Of course, that is precisely why the climate and clean energy bill passed by the House contains virtually every one of these provisions – except the vehicle and fuel standards, which Obama and Congress have dealt with separately. Yes, the RES is too weak and should be strengthened – as CAP, for one, is trying to do – but the efficiency codes and standards and the REDD funding in the bill are tremendous. As, of course, are Obama’s vehicle efficiency standards (see “Obama to raise new car fuel efficiency standard to 39 mpg by 2016 – The biggest step the U.S. government has ever taken to cut CO2“).
Bottom Line: If you want the kind of fast climate action the climate crisis demands, you must combine aggressive government technology standards with a shrinking carbon cap that drives a rising carbon price.
In the long term, of course, you need steady technology advances plus a pretty high price for CO2. As the Blair reports states:
The pathway for future technologies is clear. We need a global focus on four key sectors: power, transport, buildings and industry. We need to balance mid-term reduction with long-term investment. We need to create a global carbon price to leverage private sector action and provide public support to overcome market failures. The cost is realistic and affordable and will help drive future growth and job creation. The key to success will be finding the political will to make this happen.
How high a CO2 price?

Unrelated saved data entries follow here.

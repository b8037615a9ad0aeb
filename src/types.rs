use crate::{
    config::{BusConfig, FailurePolicy},
    error::{BusError, DispatchFailures, ListenerError, ListenerFailure, ListenerResult, Result},
    Missive,
};
use std::any::Any;
use std::fmt;
use std::panic::{self, AssertUnwindSafe};
use tracing::warn;
use uuid::Uuid;

/// Identity of a registered listener. Clones of a `Listener` share the same id, which is what the
/// buses use to keep registrations unique per message type.
#[derive(Debug, Clone, Copy, Eq, PartialEq, Hash, PartialOrd, Ord)]
pub struct ListenerId(Uuid);

impl ListenerId {
    pub(crate) fn new() -> Self {
        Self(Uuid::new_v4())
    }

    pub fn as_uuid(&self) -> &Uuid {
        &self.0
    }
}

impl From<Uuid> for ListenerId {
    fn from(uuid: Uuid) -> Self {
        Self(uuid)
    }
}

impl fmt::Display for ListenerId {
    fn fmt(&self, f: &mut fmt::Formatter<'_>) -> fmt::Result {
        fmt::Display::fmt(&self.0, f)
    }
}

/// The end result of a bus's `send` method, which results in one of the following:
///
/// 1. `NotNeeded`: No listener was registered for the message's type.
/// 2. `Finished`: Every listener in the snapshot handled the message.
/// 3. `FinishedWithFailures`: Every listener was invoked, but some of them failed (lenient mode only).
#[derive(Debug, Eq, PartialEq, Hash, Clone, Copy)]
pub enum DispatchOutcome {
    NotNeeded,
    Finished(usize),
    FinishedWithFailures { delivered: usize, failed: usize },
}

impl DispatchOutcome {
    /// Number of listeners that handled the message successfully
    pub fn delivered(&self) -> usize {
        match self {
            DispatchOutcome::NotNeeded => 0,
            DispatchOutcome::Finished(delivered) => *delivered,
            DispatchOutcome::FinishedWithFailures { delivered, .. } => *delivered,
        }
    }

    pub fn failed(&self) -> usize {
        match self {
            DispatchOutcome::FinishedWithFailures { failed, .. } => *failed,
            _ => 0,
        }
    }
}

/// Conversion from whatever a listener callback returns into a `ListenerResult`.
///
/// Callbacks that cannot fail return `()`, fallible ones return `Result<(), E>`.
pub trait IntoListenerResult {
    fn into_listener_result(self) -> ListenerResult;
}

impl IntoListenerResult for () {
    fn into_listener_result(self) -> ListenerResult {
        Ok(())
    }
}

impl<E> IntoListenerResult for std::result::Result<(), E>
where
    E: Into<ListenerError>,
{
    fn into_listener_result(self) -> ListenerResult {
        self.map_err(Into::into)
    }
}

/// What both bus flavours need from their listener handles to run a dispatch
pub(crate) trait Dispatchable<M> {
    fn listener_id(&self) -> ListenerId;

    /// `None` means the listener's subscriber has been dropped by its owner
    fn invoke(&self, missive: &M) -> Option<ListenerResult>;
}

/// Tally of a single pass over a listener snapshot
#[derive(Debug)]
pub(crate) struct DispatchRun {
    missive: &'static str,
    delivered: usize,
    failures: Vec<ListenerFailure>,
    dropped: usize,
}

impl DispatchRun {
    /// Whether the live registry holds dead subscribers that should be pruned
    pub(crate) fn requires_cleanup(&self) -> bool {
        self.dropped > 0
    }

    pub(crate) fn finish(self, policy: FailurePolicy) -> Result<DispatchOutcome> {
        if self.failures.is_empty() {
            return Ok(if self.delivered == 0 {
                DispatchOutcome::NotNeeded
            } else {
                DispatchOutcome::Finished(self.delivered)
            });
        }
        match policy {
            FailurePolicy::Lenient => Ok(DispatchOutcome::FinishedWithFailures {
                delivered: self.delivered,
                failed: self.failures.len(),
            }),
            FailurePolicy::Strict => Err(BusError::Dispatch(DispatchFailures {
                missive: self.missive,
                delivered: self.delivered,
                failures: self.failures,
            })),
        }
    }
}

/// Given a snapshot of listeners taken by a bus, this runs every listener in order on the given message.
///
/// Failures (returned errors, and panics when `isolate_panics` is set) are logged and tallied, but never
/// stop the rest of the snapshot from being invoked.
pub(crate) fn execute_listeners<M, L>(snapshot: &[L], missive: &M, config: &BusConfig) -> DispatchRun
where
    M: Missive,
    L: Dispatchable<M>,
{
    let mut run = DispatchRun {
        missive: M::name(),
        delivered: 0,
        failures: Vec::new(),
        dropped: 0,
    };
    for listener in snapshot {
        match invoke_isolated(listener, missive, config.isolate_panics) {
            Some(Ok(())) => run.delivered += 1,
            Some(Err(err)) => {
                let id = listener.listener_id();
                warn!(missive = run.missive, listener = %id, error = %err, "listener failed");
                run.failures.push(ListenerFailure {
                    listener: id,
                    missive: run.missive,
                    reason: err.to_string(),
                });
            }
            // Subscriber went away, the bus prunes it once the pass is over
            None => run.dropped += 1,
        }
    }
    run
}

fn invoke_isolated<M, L>(listener: &L, missive: &M, isolate_panics: bool) -> Option<ListenerResult>
where
    L: Dispatchable<M>,
{
    if !isolate_panics {
        return listener.invoke(missive);
    }
    match panic::catch_unwind(AssertUnwindSafe(|| listener.invoke(missive))) {
        Ok(result) => result,
        Err(payload) => Some(Err(
            format!("listener panicked: {}", panic_message(&*payload)).into(),
        )),
    }
}

fn panic_message(payload: &(dyn Any + Send)) -> &str {
    if let Some(message) = payload.downcast_ref::<&'static str>() {
        *message
    } else if let Some(message) = payload.downcast_ref::<String>() {
        message.as_str()
    } else {
        "non-string panic payload"
    }
}
/*
    ABSTRACT: Definition of the thread-safe listener handle registered on a message bus
    (see bus.rs), wrapping either a closure or a weakly held subscriber (see subscribe.rs)
*/
use crate::{
    error::ListenerResult,
    sync::Subscriber,
    types::{Dispatchable, IntoListenerResult, ListenerId},
    Missive,
};
use std::fmt;
use std::sync::{Arc, Weak};

type Callback<M> = Arc<dyn Fn(&M) -> ListenerResult + Send + Sync>;

enum Handler<M: Missive> {
    Callback(Callback<M>),
    Subscriber(Weak<dyn Subscriber<M>>),
}

/// Thread-safe handle to a callback receiving missives of type `M`.
///
/// Cloning a `Listener` keeps its `ListenerId`, so a clone can be used to remove the original from a bus.
pub struct Listener<M: Missive> {
    id: ListenerId,
    handler: Handler<M>,
}

impl<M: Missive> Listener<M> {
    /// Wraps a closure; `M` is inferred from the closure's parameter type.
    pub fn new<F, R>(callback: F) -> Self
    where
        F: Fn(&M) -> R + Send + Sync + 'static,
        R: IntoListenerResult,
    {
        Self {
            id: ListenerId::new(),
            handler: Handler::Callback(Arc::new(move |missive: &M| {
                callback(missive).into_listener_result()
            })),
        }
    }

    /// Listens through a `Subscriber` object, keyed by the subscriber's own id.
    pub fn from_subscriber<S: Subscriber<M> + 'static>(subscriber: &Arc<S>) -> Self {
        let subscriber: Arc<dyn Subscriber<M>> = subscriber.clone();
        Self {
            id: ListenerId::from(*subscriber.id()),
            handler: Handler::Subscriber(Arc::downgrade(&subscriber)),
        }
    }

    pub fn id(&self) -> ListenerId {
        self.id
    }

    /// `false` once the subscriber behind this listener has been dropped
    pub fn is_alive(&self) -> bool {
        match &self.handler {
            Handler::Callback(_) => true,
            Handler::Subscriber(weak) => weak.strong_count() > 0,
        }
    }
}

impl<M: Missive> Dispatchable<M> for Listener<M> {
    fn listener_id(&self) -> ListenerId {
        self.id
    }

    fn invoke(&self, missive: &M) -> Option<ListenerResult> {
        match &self.handler {
            Handler::Callback(callback) => Some(callback(missive)),
            Handler::Subscriber(weak) => weak.upgrade().map(|sub| sub.on_missive(missive)),
        }
    }
}

impl<M: Missive> Clone for Listener<M> {
    fn clone(&self) -> Self {
        let handler = match &self.handler {
            Handler::Callback(callback) => Handler::Callback(Arc::clone(callback)),
            Handler::Subscriber(weak) => Handler::Subscriber(Weak::clone(weak)),
        };
        Self {
            id: self.id,
            handler,
        }
    }
}

impl<M: Missive> fmt::Debug for Listener<M> {
    fn fmt(&self, f: &mut fmt::Formatter<'_>) -> fmt::Result {
        f.debug_struct("Listener")
            .field("id", &self.id)
            .field("missive", &M::name())
            .field("alive", &self.is_alive())
            .finish()
    }
}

The Blair report doesn’t say explicitly, but if you read the report you’ll see they rely heavily on the International Energy Agency’s analysis:
The International Energy Agency’s (IEA) BLUE Map Scenario suggests that 48 Gt of CO2 savings will be required by 2050.
The IEA is also the group that concluded “The total required annual average investment to scale technology up to the required level is approximately $1 trillion between now and 2050.” Again that kind investment can only come from the private sector.
Also the marginal cost of CO2 – what the allowance price would have to rise to – is at least $200 a ton in the BLUE Map scenario, if the key technologies advance to the point where they are sufficiently cost-effective (otherwise the price could be much higher). The IEA’s good news is that:
… the average cost of the technologies needed for BLUE Map is much lower than the marginal, in the range of USD 38 to USD 117 per tonne of CO2 saved.
That’s right, if the aggressive technology strategy turns out more successful than not, the average price of CO2 emissions reductions might be as low as $38/ton of CO2 in the 450 ppm case. But there is no escape from a high marginal cost, a high permit price, certainly above $100 a ton, if you want to have a shot at avoiding catastrophic global warming. You can read more about the IEA study here:
So I think the Blair report is another important contribution to climate policy – one that looks very consistent with everything the Center for American progress has argued. You need a carbon price mechanism like cap-and-trade, one that ultimately leads to a serious carbon price post-2020. But for near-term emissions reductions, you can combine a modest carbon price with strong government regulations and standards.
[And yes, I am aware that The Breakthrough Institute has utterly misrepresented the findings of this report and recent work by CAP. What else is new?]